_Work task:_
Repeat only the stretch of lines below that runs from the line with "overall >= 70" through the line with "pass rounded marks.", unaltered.
*** Opening Material provided ***
use crate::{
    constants::{COMPONENT_PASS_MARK, FIRST_CLASS_MARK, SECOND_CLASS_BAND, THIRD_CLASS_BAND},
    types::Grade,
};

/// Classifies a student from their exam, coursework and overall marks.
///
/// | Condition                         | Grade    |
/// |-----------------------------------|----------|
/// | exam < 30 or coursework < 30      | `failed` |
/// | overall >= 70                     | `first`  |
/// | 50 <= overall <= 69               | `second` |
/// | 40 <= overall <= 49               | `third`  |
/// | anything else                     | `failed` |
///
/// Rows are checked top to bottom, so a weak component fails the student
/// whatever their overall mark. Fractional overall marks that land between
/// bands (69.5, say) match no band and fail; callers pass rounded marks.
pub fn classify(exam: f64, coursework: f64, overall: f64) -> Grade {
    let in_band = |(low, high): (f64, f64)| (low..=high).contains(&overall);

    match overall {
        _ if exam < COMPONENT_PASS_MARK || coursework < COMPONENT_PASS_MARK => Grade::Failed,
        o if o >= FIRST_CLASS_MARK => Grade::First,
        _ if in_band(SECOND_CLASS_BAND) => Grade::Second,
        _ if in_band(THIRD_CLASS_BAND) => Grade::Third,
        _ => Grade::Failed,
    }
}
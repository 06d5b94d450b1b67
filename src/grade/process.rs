use std::collections::HashSet;

use super::{GradingError, classify, compute_overall, round_mark};
use crate::{
    constants::MAX_EXPECTED_MARK,
    types::{CourseworkWeight, StudentMark, StudentResult},
};

/// Checks that a record can be graded.
fn validate(index: usize, record: &StudentMark) -> Result<(), GradingError> {
    let invalid = |reason: String| GradingError::InvalidRecord {
        index,
        registration_number: record.registration_number,
        reason,
    };

    for (name, mark) in [("exam", record.exam_mark), ("coursework", record.coursework_mark)] {
        if !mark.is_finite() {
            return Err(invalid(format!("{name} mark is not a number ({mark})")));
        }
        if mark < 0.0 {
            return Err(invalid(format!("{name} mark is negative ({mark})")));
        }
        if mark > MAX_EXPECTED_MARK {
            tracing::warn!(
                "Student {} has a {name} mark of {mark}, above {MAX_EXPECTED_MARK}",
                record.registration_number
            );
        }
    }

    Ok(())
}

/// Grades one validated record.
fn grade_record(record: &StudentMark, weight: CourseworkWeight) -> StudentResult {
    let overall = compute_overall(record.exam_mark, record.coursework_mark, weight);

    let exam_mark = round_mark(record.exam_mark);
    let coursework_mark = round_mark(record.coursework_mark);
    let overall_mark = round_mark(overall);

    StudentResult {
        registration_number: record.registration_number,
        exam_mark,
        coursework_mark,
        overall_mark,
        grade: classify(exam_mark as f64, coursework_mark as f64, overall_mark as f64),
    }
}

/// Grades every record and returns the results sorted by overall mark,
/// lowest first. Students with equal overall marks keep their input order.
///
/// The overall mark is computed from the raw marks; exam, coursework and
/// overall are then rounded independently and the grade is decided on the
/// rounded values.
///
/// Fails on the first record with a negative or non-finite mark, or with a
/// registration number already seen, without returning partial results.
pub fn process(
    records: &[StudentMark],
    weight: CourseworkWeight,
) -> Result<Vec<StudentResult>, GradingError> {
    let mut seen = HashSet::with_capacity(records.len());
    let mut results = Vec::with_capacity(records.len());

    for (index, record) in records.iter().enumerate() {
        validate(index, record)?;
        if !seen.insert(record.registration_number) {
            return Err(GradingError::InvalidRecord {
                index,
                registration_number: record.registration_number,
                reason: "duplicate registration number".into(),
            });
        }
        results.push(grade_record(record, weight));
    }

    results.sort_by_key(|r| r.overall_mark);
    tracing::debug!("Graded {} students ({weight})", results.len());

    Ok(results)
}
use crate::types::CourseworkWeight;

/// Weighted overall mark, unrounded.
///
/// * `exam_mark`: raw exam mark
/// * `coursework_mark`: raw coursework mark
/// * `weight`: coursework share; the exam gets the rest
pub fn compute_overall(exam_mark: f64, coursework_mark: f64, weight: CourseworkWeight) -> f64 {
    coursework_mark * (weight.coursework() / 100.0) + exam_mark * (weight.exam() / 100.0)
}

/// Rounds a mark to the nearest integer, ties to even (`69.5 -> 70`,
/// `68.5 -> 68`).
pub fn round_mark(mark: f64) -> i64 {
    mark.round_ties_even() as i64
}
use std::fmt::{self, Display};

use serde::{Deserialize, Serialize};
use tabled::Tabled;
use typed_builder::TypedBuilder;

use crate::grade::GradingError;

/// Raw marks for one student, as read from the input file.
#[derive(Debug, Clone, Copy, PartialEq, Serialize, Deserialize, TypedBuilder)]
#[builder(doc)]
pub struct StudentMark {
    /// Unique registration number of the student.
    pub registration_number: u64,
    /// Exam mark, expected in [0, 100].
    pub exam_mark:           f64,
    /// Coursework mark, expected in [0, 100].
    pub coursework_mark:     f64,
}

/// Percentage of the overall mark contributed by coursework. The exam
/// contributes the remainder.
#[derive(Debug, Clone, Copy, PartialEq, PartialOrd, Serialize)]
#[serde(transparent)]
pub struct CourseworkWeight(f64);

impl CourseworkWeight {
    /// Validates `percent` and wraps it.
    ///
    /// * `percent`: coursework share of the overall mark, in [0, 100]
    pub fn new(percent: f64) -> Result<Self, GradingError> {
        if percent.is_finite() && (0.0..=100.0).contains(&percent) {
            Ok(Self(percent))
        } else {
            Err(GradingError::InvalidWeight(percent))
        }
    }

    /// Coursework share, as a percentage.
    pub fn coursework(self) -> f64 {
        self.0
    }

    /// Exam share, as a percentage.
    pub fn exam(self) -> f64 {
        100.0 - self.0
    }
}

impl TryFrom<f64> for CourseworkWeight {
    type Error = GradingError;

    fn try_from(percent: f64) -> Result<Self, Self::Error> {
        Self::new(percent)
    }
}

impl Display for CourseworkWeight {
    fn fmt(&self, f: &mut fmt::Formatter<'_>) -> fmt::Result {
        write!(f, "coursework {}% / exam {}%", self.coursework(), self.exam())
    }
}

/// Degree classification awarded to a student.
#[derive(Debug, Clone, Copy, PartialEq, Eq, Hash, Serialize, Deserialize)]
#[serde(rename_all = "snake_case")]
pub enum Grade {
    /// Overall mark of 70 or more.
    First,
    /// Overall mark between 50 and 69.
    Second,
    /// Overall mark between 40 and 49.
    Third,
    /// Below 40 overall, or below 30 in either component.
    Failed,
}

impl Grade {
    /// Every grade, best first.
    pub const ALL: [Grade; 4] = [Grade::First, Grade::Second, Grade::Third, Grade::Failed];

    /// Lowercase label used in reports.
    pub fn label(self) -> &'static str {
        match self {
            Grade::First => "first",
            Grade::Second => "second",
            Grade::Third => "third",
            Grade::Failed => "failed",
        }
    }
}

impl Display for Grade {
    fn fmt(&self, f: &mut fmt::Formatter<'_>) -> fmt::Result {
        f.write_str(self.label())
    }
}

/// Rounded marks and grade for one student.
#[derive(Tabled, Debug, Clone, Copy, PartialEq, Eq, Serialize, Deserialize)]
pub struct StudentResult {
    /// Registration number copied from the input.
    #[tabled(rename = "Registration")]
    pub registration_number: u64,
    /// Rounded exam mark.
    #[tabled(rename = "Exam")]
    pub exam_mark:           i64,
    /// Rounded coursework mark.
    #[tabled(rename = "Coursework")]
    pub coursework_mark:     i64,
    /// Rounded weighted overall mark; the sort key of a result set.
    #[tabled(rename = "Overall")]
    pub overall_mark:        i64,
    /// Classification derived from the three rounded marks.
    #[tabled(rename = "Grade")]
    pub grade:               Grade,
}

#[cfg(test)]
mod tests {
    use super::*;

    #[test]
    fn weight_accepts_closed_range() {
        assert_eq!(CourseworkWeight::new(0.0).unwrap().exam(), 100.0);
        assert_eq!(CourseworkWeight::new(100.0).unwrap().exam(), 0.0);
        assert_eq!(CourseworkWeight::new(37.5).unwrap().coursework(), 37.5);
    }

    #[test]
    fn weight_rejects_out_of_range_and_nan() {
        for bad in [-0.1, 100.01, f64::NAN, f64::INFINITY] {
            assert!(matches!(CourseworkWeight::new(bad), Err(GradingError::InvalidWeight(_))));
        }
    }

    #[test]
    fn grade_labels_and_serde_agree() {
        for grade in Grade::ALL {
            let json = serde_json::to_string(&grade).unwrap();
            assert_eq!(json, format!("\"{}\"", grade.label()));
            assert_eq!(grade.to_string(), grade.label());
        }
    }
}
use serde::{Deserialize, Serialize};

use crate::types::{Grade, StudentResult};

/// How many students landed in each grade, plus who failed.
#[derive(Debug, Clone, Default, PartialEq, Eq, Serialize, Deserialize)]
pub struct DistributionSummary {
    /// Number of firsts.
    pub first:                       usize,
    /// Number of seconds.
    pub second:                      usize,
    /// Number of thirds.
    pub third:                       usize,
    /// Number of failed students.
    pub failed:                      usize,
    /// Registration numbers of failed students, in result order.
    pub failed_registration_numbers: Vec<u64>,
}

impl DistributionSummary {
    /// Count for a single grade.
    pub fn count(&self, grade: Grade) -> usize {
        match grade {
            Grade::First => self.first,
            Grade::Second => self.second,
            Grade::Third => self.third,
            Grade::Failed => self.failed,
        }
    }

    /// Number of students counted.
    pub fn total(&self) -> usize {
        self.first + self.second + self.third + self.failed
    }
}

/// Tallies a result set in one pass.
pub fn analyze(results: &[StudentResult]) -> DistributionSummary {
    let mut summary = DistributionSummary::default();

    for result in results {
        match result.grade {
            Grade::First => summary.first += 1,
            Grade::Second => summary.second += 1,
            Grade::Third => summary.third += 1,
            Grade::Failed => {
                summary.failed += 1;
                summary
                    .failed_registration_numbers
                    .push(result.registration_number);
            }
        }
    }

    summary
}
*** Closing Material provided ***
_Result:_
/// | overall >= 70                     | `first`  |
/// | 50 <= overall <= 69               | `second` |
/// | 40 <= overall <= 49               | `third`  |
/// | anything else                     | `failed` |
///
/// Rows are checked top to bottom, so a weak component fails the student
/// whatever their overall mark. Fractional overall marks that land between
/// bands (69.5, say) match no band and fail; callers pass rounded marks.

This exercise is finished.